An acceptable answer repeats exactly the line with "pub const WIN_SCORE: u32 = 5;" and each line after it through the end of the entries, and includes nothing else.

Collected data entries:

-------------------------

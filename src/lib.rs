//! Retro Pong - classic two-paddle Pong against a reactive bot
//!
//! Core modules:
//! - `sim`: Deterministic simulation (paddles, ball, collisions, scoring, bot)
//! - `renderer`: Draw projection plus the WebGPU rectangle pipeline
//! - `platform`: Keyboard mapping and the per-frame driver
//! - `tuning`: Data-driven game balance
//! - `settings`: Player preferences (difficulty, pacing)

pub mod error;
pub mod platform;
pub mod renderer;
pub mod settings;
pub mod sim;
pub mod tuning;

pub use error::{ConfigError, ConfigResult};
pub use settings::Settings;
pub use tuning::Tuning;

/// Game configuration constants
pub mod consts {
    /// Default court size (canvas pixels)
    pub const COURT_WIDTH: f32 = 800.0;
    pub const COURT_HEIGHT: f32 = 400.0;

    /// Paddle defaults
    pub const PADDLE_WIDTH: f32 = 10.0;
    pub const PADDLE_HEIGHT: f32 = 70.0;
    /// Gap between each paddle and its side wall
    pub const PADDLE_MARGIN: f32 = 10.0;
    /// Player paddle speed (pixels per tick)
    pub const PLAYER_SPEED: f32 = 5.0;

    /// Ball defaults
    pub const BALL_SIZE: f32 = 10.0;
    /// Horizontal serve speed (pixels per tick, sign picked at random)
    pub const BALL_SERVE_SPEED: f32 = 4.0;
    /// Width of the random vertical serve range, centered on zero
    pub const BALL_SERVE_SPIN: f32 = 6.0;
    /// Vertical speed imparted by a hit at the very tip of a paddle
    pub const PADDLE_SPIN: f32 = 5.0;

    /// First to this many points wins
    pub const WIN_SCORE: u32 = 5;

    /// Upper bound on simulation ticks per rendered frame in fixed-step pacing
    pub const MAX_SUBSTEPS: u32 = 8;
}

-------------------------

OUTPUT OF THE TASK ->
    pub const WIN_SCORE: u32 = 5;

    /// Upper bound on simulation ticks per rendered frame in fixed-step pacing
    pub const MAX_SUBSTEPS: u32 = 8;
}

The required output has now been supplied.